DW: I have written several stories in this same vein. Both of my previous books include work that could be considered similar to the humor in The House That Dripped Gore. I’ve always dabbled in the mixture of horror and humor. I can’t help it.
HNR: Now I know that in addition to writing novels you’ve written and directed a few films. Tell me about some of the differences in working each medium.

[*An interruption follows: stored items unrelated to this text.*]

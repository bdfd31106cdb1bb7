//! Mathematical utilities
//!
//! Cartesian sphere tests for blend regions and time-scaling profiles.

pub mod sphere;
pub mod profile;

pub use sphere::*;
pub use profile::*;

DW: The chief difference and advantage to writing horror novels is that there are absolutely no budgetary restraints. When you’re writing a novel you never have to stop and think, “Well I can’t really pull that off on this tiny budget.” The only limits you experience when you are writing a novel are those presented by your imagination. In my head I can work on a grand scale that I can never hope to achieve when making low-budget movies. It’s unlimited freedom, and that’s a rather big advantage.
HNR: What’s next for you?
DW: My filmmaking partner, Rick Popko and I are writing a new movie that we plan to start shooting very soon. This will be done with my usual group of collaborators. We’ve been attempting to make another movie for several years, but we’ve experienced many, many problems trying to get something off the ground. This new script is a bit of a “no-brainer”, meaning that you don’t really need to be that intelligent to either make it or watch it. I am also halfway through a rough draft of the sequel to The House That Dripped Gore. It’s somewhat problematic attempting to write a worthwhile sequel, but I think what I have so far has some great stuff in it. I’ve tucked it away for the time being so I could write the new movie script, but I’ll get back to writing that soon.
Huge thanks go out to Dan, who didn’t have to give us the time, but happily did. Go buy The House That Dripped Gore right now. You can thank me later!